||07||

3.9K 950 136
                                    

Tok ..., Tok ..., Tok ....

Ini sudah ketiga kalinya Jaeho mengecek keluar kamar. Dan Jaeho dapati sama juga. Tak seorangpun di sana. Sepanjang mata Jaeho memandang, hanya kesunyian tanpa manusia di dua sisi lorong.

"Bodo amat! Mau diketok pakai palu kek, pakai cobek kek, pakai batu, pakai becak, nggak akan gue buka lagi pintunya!"

Jaeho geram, ia kunci pintu kamarnya. Memantapkan hati tak akan menyambut kalau saja seseorang mengetuk kembali. Jaeho sangat kesal, waktu berduanya bersama Si Manis terganggu.

"Halo Neng Nisa. Ayo makan, biar Kak Jaeho suapin."

Perasaan Jeho berseri-seri, kesalnya langsung hilang hanya melihat Si manis. Makhluk berkaki dua, berbulu, dan bersayap, bisa terbang. Ya, Neng Nisa itu berwujud burung. 

"Ayo dimakan pisangnya, nanti Nisa sakit gimana?" Berusaha membujuk, Jaeho sodorkan potongan bundar pisang ke paruh Si manis.

Tak kunjung direspons, Jaeho menyerah. "Sekali-kali gitu, Nis kamu jadi vegetarian. Jangan makan daging atau bangkai tikus, biar beda gitu dari burung gagak lainnya."

Pintu sarang berjeruji besi Jaeho tutup setelah elusan terakhir di kepala Si Manis. Jaeho terduduk di ranjang singlenya berpikir.

"Nyari bangke di mana, ya?"

Otaknya dipenuhi kata 'bangkai', Jaeho teringat akan satu hal. Kejadian yang dialaminya tadi.

Jaeho menggeleng tangkas, memantulkan berbagai tanggapan aneh memenuhinya."Mungkin halusinasi gue aja. Nggak mungkin, kan ada banyak bangkai burung gagak gantung di pohon beringin? Iya, bener halusinasi gue aja."

Dia menyakinkan hati. Tapi semakin disangkal semakin juga nyatanya. Jaeho merasa tak enak. Menjadi takut ingin melirik ke .... Neng Nisa.

Lidahnya kelu, air liur Jaeho sampai macet untuk diluncurkan. "Hai, manis." Jaeho melambai kaku. Ia meringis, burung hitam yang selama ini disebutnya dengan Manis, ternyata sama sekali nggak ada manis-manisnya.
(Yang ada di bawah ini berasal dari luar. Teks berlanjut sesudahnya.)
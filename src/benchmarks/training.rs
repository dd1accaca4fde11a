//! Warmup and full-epoch training runtime and throughput of a backend.

use std::path::Path;
use std::time::Instant;

use log::info;
use rand_chacha::ChaCha8Rng;

use super::benchmark_errors::{BenchmarkError, BenchmarkResult};
use super::benchmark_types::TrainingConfig;
use super::performance_metrics::{significant_figures, throughput};
use super::results::ResultsTable;
use crate::backends::{Backend, TrainingArguments};
use crate::generators::{DatasetGenerator, seeded_rng};

pub const TRAINING_RESULTS_FILE: &str = "training_results.csv";

pub const WARMUP_RUNTIME: &str = "warmup.runtime(s)";
pub const WARMUP_THROUGHPUT: &str = "warmup.throughput(samples/s)";
pub const TRAINING_RUNTIME: &str = "training.runtime(s)";
pub const TRAINING_THROUGHPUT: &str = "training.throughput(samples/s)";

#[derive(Debug, Clone, Copy, PartialEq)]
struct Runtimes {
    warmup: f64,
    training: f64,
}

pub struct TrainingBenchmark {
    config: TrainingConfig,
    rng: ChaCha8Rng,
    runtimes: Option<Runtimes>,
}

impl Default for TrainingBenchmark {
    fn default() -> Self {
        Self::new()
    }
}

impl TrainingBenchmark {
    pub fn new() -> Self {
        let config = TrainingConfig::default();
        let rng = seeded_rng(config.seed);
        Self {
            config,
            rng,
            runtimes: None,
        }
    }

    pub fn configure(&mut self, config: TrainingConfig) -> BenchmarkResult<()> {
        config.validate()?;
        info!("Configuring {} benchmark", config.name);
        self.rng = seeded_rng(config.seed);
        self.config = config;
        self.runtimes = None;
        Ok(())
    }

    pub fn config(&self) -> &TrainingConfig {
        &self.config
    }

    pub fn run<B: Backend>(&mut self, backend: &mut B) -> BenchmarkResult<()> {
        info!("Running training benchmark");
        self.runtimes = None;

        let mut dataset_generator = DatasetGenerator::new(
            backend.task(),
            self.config.dataset_shapes.clone(),
            self.rng.clone(),
        )?;
        let dataset = dataset_generator.generate()?;
        info!("\t+ Generated dataset of {} examples", dataset.len());

        info!("\t+ Warming up training for {} steps", self.config.warmup_steps);
        let warmup_arguments = TrainingArguments {
            max_steps: Some(self.config.warmup_steps),
            num_train_epochs: self.config.num_train_epochs,
            per_device_train_batch_size: self.config.per_device_train_batch_size,
        };
        let start = Instant::now();
        backend.train(&dataset, &warmup_arguments)?;
        let warmup = start.elapsed().as_secs_f64();

        info!("\t+ Training for {} epochs", self.config.num_train_epochs);
        let training_arguments = TrainingArguments {
            max_steps: None,
            ..warmup_arguments
        };
        let start = Instant::now();
        backend.train(&dataset, &training_arguments)?;
        let training = start.elapsed().as_secs_f64();

        info!("\t+ Training runtime: {:.2e} (s)", training);
        self.runtimes = Some(Runtimes { warmup, training });
        Ok(())
    }

    pub fn warmup_runtime(&self) -> Option<f64> {
        self.runtimes.map(|runtimes| significant_figures(runtimes.warmup))
    }

    pub fn warmup_throughput(&self) -> Option<f64> {
        let samples = (self.config.warmup_steps * self.config.per_device_train_batch_size) as f64;
        self.runtimes
            .map(|runtimes| throughput(samples, runtimes.warmup))
    }

    pub fn training_runtime(&self) -> Option<f64> {
        self.runtimes.map(|runtimes| significant_figures(runtimes.training))
    }

    pub fn training_throughput(&self) -> Option<f64> {
        let samples = (self.config.dataset_size() * self.config.num_train_epochs) as f64;
        self.runtimes
            .map(|runtimes| throughput(samples, runtimes.training))
    }

    pub fn results_table(&self) -> BenchmarkResult<ResultsTable> {
        let (
            Some(warmup_runtime),
            Some(warmup_throughput),
            Some(training_runtime),
            Some(training_throughput),
        ) = (
            self.warmup_runtime(),
            self.warmup_throughput(),
            self.training_runtime(),
            self.training_throughput(),
        )
        else {
            return Err(BenchmarkError::NotRun {
                benchmark_name: self.config.name.clone(),
            });
        };

        let mut table = ResultsTable::new();
        table.insert(WARMUP_RUNTIME, warmup_runtime);
        table.insert(WARMUP_THROUGHPUT, warmup_throughput);
        table.insert(TRAINING_RUNTIME, training_runtime);
        table.insert(TRAINING_THROUGHPUT, training_throughput);
        Ok(table)
    }

    /// Writes the results to `training_results.csv` in the working directory.
    pub fn save(&self) -> BenchmarkResult<()> {
        self.save_in(Path::new("."))
    }

    pub fn save_in(&self, dir: &Path) -> BenchmarkResult<()> {
        info!("Saving training results");
        let table = self.results_table()?;
        table.log_summary();
        table.write_csv(&dir.join(TRAINING_RESULTS_FILE))
    }
}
Serem, iya.

"AARRGHHH!!"

Nggak ada apa-apa. Jaeho nya kaget mendengar ketukan tiga kali. Ia bangun, marah besar. Diambilnya cutter pink di meja nakas.

"Kasih hukuman." Cutternya dimainkan keluar-masuk. Konstan melangkah mendatangi pintu.
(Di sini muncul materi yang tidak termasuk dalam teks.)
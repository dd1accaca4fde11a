//! Scoped latency measurement.

use std::time::Instant;

/// Records the elapsed time of tracked windows, in seconds.
///
/// Backends that execute asynchronously supply their own implementation so
/// that `stop` only returns once queued work has completed.
pub trait LatencyTracker {
    /// Opens a window.
    fn start(&mut self);

    /// Closes the open window and appends its elapsed time. A no-op when no
    /// window is open.
    fn stop(&mut self);

    /// Every sample recorded so far, in order.
    fn latencies(&self) -> &[f64];
}

/// Host wall-clock tracker.
#[derive(Debug, Default)]
pub struct WallClockLatencyTracker {
    started_at: Option<Instant>,
    latencies: Vec<f64>,
}

impl WallClockLatencyTracker {
    pub fn new() -> Self {
        Self::default()
    }
}

impl LatencyTracker for WallClockLatencyTracker {
    fn start(&mut self) {
        self.started_at = Some(Instant::now());
    }

    fn stop(&mut self) {
        if let Some(started_at) = self.started_at.take() {
            self.latencies.push(started_at.elapsed().as_secs_f64());
        }
    }

    fn latencies(&self) -> &[f64] {
        &self.latencies
    }
}

/// An open latency window. The sample is committed when the window is
/// dropped, including on early return and unwinding.
pub struct LatencyWindow<'a> {
    tracker: &'a mut dyn LatencyTracker,
}

impl Drop for LatencyWindow<'_> {
    fn drop(&mut self) {
        self.tracker.stop();
    }
}

/// Opens a window on `tracker` that closes when the returned guard is dropped.
pub fn track(tracker: &mut dyn LatencyTracker) -> LatencyWindow<'_> {
    tracker.start();
    LatencyWindow { tracker }
}

#[cfg(test)]
mod tests {
    use super::*;
    use std::time::Duration;

    #[test]
    fn window_commits_on_drop() {
        let mut tracker = WallClockLatencyTracker::new();
        {
            let _window = track(&mut tracker);
            std::thread::sleep(Duration::from_millis(5));
        }
        assert_eq!(tracker.latencies().len(), 1);
        assert!(tracker.latencies()[0] >= 0.005);
    }

    #[test]
    fn window_commits_on_error_path() {
        fn failing(tracker: &mut dyn LatencyTracker) -> Result<(), String> {
            let _window = track(tracker);
            Err("forward failed".to_string())
        }

        let mut tracker = WallClockLatencyTracker::new();
        assert!(failing(&mut tracker).is_err());
        assert_eq!(tracker.latencies().len(), 1);
    }

    #[test]
    fn stop_without_start_records_nothing() {
        let mut tracker = WallClockLatencyTracker::new();
        tracker.stop();
        assert!(tracker.latencies().is_empty());
    }
}
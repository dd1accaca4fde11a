//! Dummy input selection for inference benchmarks.

use std::fmt;
use std::str::FromStr;

use log::info;
use rand_chacha::ChaCha8Rng;

use super::dummy_input::DummyInput;
use super::model_type_generators::{ConfiguredGenerator, supported_model_types};
use super::task_generators::{ShapeGenerator, supported_tasks, task_generator};
use crate::errors::{GeneratorError, GeneratorResult};
use crate::input_shapes::InputShapes;
use crate::pretrained_config::PretrainedConfig;

/// How the generated input will be consumed.
#[derive(Debug, Clone, Copy, PartialEq, Eq)]
pub enum InputMode {
    /// A plain forward pass, fed every generated key.
    Forward,
    /// Autoregressive generation, fed only the primary modality.
    Generate,
}

impl fmt::Display for InputMode {
    fn fmt(&self, f: &mut fmt::Formatter<'_>) -> fmt::Result {
        match self {
            InputMode::Forward => write!(f, "forward"),
            InputMode::Generate => write!(f, "generate"),
        }
    }
}

impl FromStr for InputMode {
    type Err = GeneratorError;

    fn from_str(s: &str) -> Result<Self, Self::Err> {
        match s {
            "forward" => Ok(InputMode::Forward),
            "generate" => Ok(InputMode::Generate),
            other => Err(GeneratorError::UnknownMode {
                mode: other.to_string(),
            }),
        }
    }
}

enum BoundGenerator {
    ModelType(ConfiguredGenerator),
    Task(&'static dyn ShapeGenerator),
}

impl BoundGenerator {
    fn as_shape_generator(&self) -> &dyn ShapeGenerator {
        match self {
            BoundGenerator::ModelType(generator) => generator,
            BoundGenerator::Task(generator) => *generator,
        }
    }
}

pub struct InputGenerator {
    generator: BoundGenerator,
    input_shapes: InputShapes,
    rng: ChaCha8Rng,
}

impl InputGenerator {
    /// Binds the most specific generator available for a task and model.
    ///
    /// A supported model type wins over the task. An unsupported model type
    /// falls back to the task registry.
    pub fn new(
        task: &str,
        input_shapes: InputShapes,
        pretrained_config: Option<&PretrainedConfig>,
        rng: ChaCha8Rng,
    ) -> GeneratorResult<Self> {
        let model_type_match = pretrained_config.and_then(ConfiguredGenerator::for_config);

        let generator = if let Some(generator) = model_type_match {
            info!("\t+ Using {} model type generator", generator.name());
            BoundGenerator::ModelType(generator)
        } else if let Some(generator) = task_generator(task) {
            info!("\t+ Using {} task generator", generator.name());
            BoundGenerator::Task(generator)
        } else {
            return Err(GeneratorError::UnsupportedTask {
                task: task.to_string(),
                model_type: pretrained_config.map(|config| config.model_type.clone()),
                supported_tasks: supported_tasks(),
                supported_model_types: supported_model_types(),
            });
        };

        Ok(Self {
            generator,
            input_shapes,
            rng,
        })
    }

    pub fn input_shapes(&self) -> &InputShapes {
        &self.input_shapes
    }

    pub fn generate(&mut self, mode: InputMode) -> GeneratorResult<DummyInput> {
        let dummy_input = self.generator.as_shape_generator().generate(
            &self.input_shapes,
            false,
            &mut self.rng,
        )?;

        Ok(match mode {
            InputMode::Forward => dummy_input,
            InputMode::Generate => dummy_input.retain_primary_modality(),
        })
    }
}

#[cfg(test)]
mod tests {
    use super::*;
    use crate::generators::random::seeded_rng;

    #[test]
    fn mode_parsing() {
        assert_eq!("forward".parse::<InputMode>().unwrap(), InputMode::Forward);
        assert_eq!("generate".parse::<InputMode>().unwrap(), InputMode::Generate);
        assert!(matches!(
            "backward".parse::<InputMode>(),
            Err(GeneratorError::UnknownMode { .. })
        ));
    }

    #[test]
    fn unsupported_model_type_falls_back_to_task() {
        let config = PretrainedConfig::new("bert");
        let mut generator = InputGenerator::new(
            "fill-mask",
            InputShapes::inference_defaults(),
            Some(&config),
            seeded_rng(0),
        )
        .unwrap();
        assert!(generator.generate(InputMode::Forward).unwrap().contains("input_ids"));
    }
}
// SPDX-License-Identifier: MIT OR Apache-2.0

//! Seam to the external project-membership system.
//!
//! The CRUD collaborator keeps its own membership records per project.
//! Synchronising them is best-effort from the engine's perspective: the
//! assignment store, not the membership system, is the authoritative
//! visibility record. Calls are wrapped in a bounded timeout by the
//! manager; failures are logged and swallowed, never surfaced to the
//! caller, and reconciled out-of-band.
use palisade_core::{ProjectId, UserId};
use thiserror::Error;

/// Failure of a best-effort membership sync call.
#[derive(Debug, Error, PartialEq)]
pub enum SyncError {
    /// A membership record for this pair already exists.
    #[error("membership for {0} on {1} already exists")]
    AlreadyExists(UserId, ProjectId),

    /// No membership record exists for this pair.
    #[error("no membership for {0} on {1}")]
    NotFound(UserId, ProjectId),

    /// The membership system could not be reached or answered with an
    /// unexpected failure.
    #[error("membership system unavailable: {0}")]
    Unavailable(String),
}

/// Interface to the external membership system.
///
/// Implementations should be idempotency-tolerant where they can, but the
/// engine does not rely on it: any error is treated as advisory.
pub trait MembershipSync {
    /// Create a membership record for an assignee on a project.
    fn create_membership(
        &self,
        assignee: UserId,
        project: ProjectId,
    ) -> impl Future<Output = Result<(), SyncError>>;

    /// Delete the membership record for an assignee on a project.
    fn delete_membership(
        &self,
        assignee: UserId,
        project: ProjectId,
    ) -> impl Future<Output = Result<(), SyncError>>;
}

/// A membership sync that does nothing.
///
/// Used by deployments which run the engine as the only membership record,
/// and as a neutral default in tests.
#[derive(Clone, Copy, Debug, Default)]
pub struct DisabledMembership;

impl MembershipSync for DisabledMembership {
    async fn create_membership(&self, _: UserId, _: ProjectId) -> Result<(), SyncError> {
        Ok(())
    }

    async fn delete_membership(&self, _: UserId, _: ProjectId) -> Result<(), SyncError> {
        Ok(())
    }
}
Rahangnya mengeras, menggertak gigi."Gue nggak suka dimainin. Cukup hati gue aja, mental jangan."

"AARRRRGGHHH SETAAANN!!"

"Ampun! Jangan makan saya, saya nggak ada dagingnya, lemak dan minyak yang ada!! Please, lepas, masih pingin hidup! Belum ngebahagiain orang tua, pengen ngerasain malam pertama, mau jadi orang sukses! Tolong, nanti saya turutin semua kemauan Anda, wahai baginda iblis! Tapi, pliiiissssss, lepasin anak ganteng, imut, rupawan sebumi pertiwi ini!"

"Lo gila, ya?"

Daun pintu menguak lebar. Mukanya langsung datar. Jaeho dapati bawahnya meringkuk manusia setengah rubah teriak-teriak nggak jelas. Niat ingin menguliti diurungkan.
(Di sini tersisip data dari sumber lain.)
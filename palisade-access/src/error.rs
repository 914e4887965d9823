// SPDX-License-Identifier: MIT OR Apache-2.0

use palisade_core::{ProjectId, RoleId, UserId};
use thiserror::Error;

/// Errors surfaced by engine operations.
///
/// Forbidden and not-found conditions always abort the mutation entirely;
/// no partial writes occur. Failures of the best-effort external membership
/// sync are _not_ part of this taxonomy: they are logged and swallowed
/// after the authoritative store write (see [`crate::membership`]).
#[derive(Debug, Error, PartialEq)]
pub enum AccessError {
    /// Actor tried to grant or revoke access to a project outside their
    /// own visibility.
    #[error("{0} is not visible to the acting user")]
    ForbiddenProject(ProjectId),

    /// Actor submitted a role id outside their permitted selection set.
    #[error("role '{0}' may not be assigned by the acting user")]
    ForbiddenRole(RoleId),

    /// Actor may not act on or view this user. Also covers the page-level
    /// block applied to plain users, who have no directory access at all.
    #[error("{0} is not within the acting user's scope")]
    ForbiddenUser(UserId),

    /// Referenced user id does not exist.
    #[error("{0} does not exist")]
    UserNotFound(UserId),

    /// Referenced project id does not exist.
    #[error("{0} does not exist")]
    ProjectNotFound(ProjectId),

    /// The backing store failed. Never produced by the in-memory store.
    #[error("store error: {0}")]
    Store(String),
}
Cowok berbando telinga rubah itu celingak-celinguk. Kepalanya keangkat. Pemandangan pertama ditangkap, Jaeho tetap tidak merubah ekspresi.

"Hehehe .... Maaf, kirain makhluk halus." Sunoo, Si oknum menyengir bersalah.

"Lo salah satu anak baru itu, kan? Mau apa ke sini?" tanya Jaeho dingin. Penuh intimidasi.

Sunoo menciut, jadi bimbang ingin berkata."Bang Jaeho, kan? Kenalin, Sunoo. Si imut dan baik hati dari Bandung." Menurunkan kecanggungan, Sunoo memperkenalkan diri.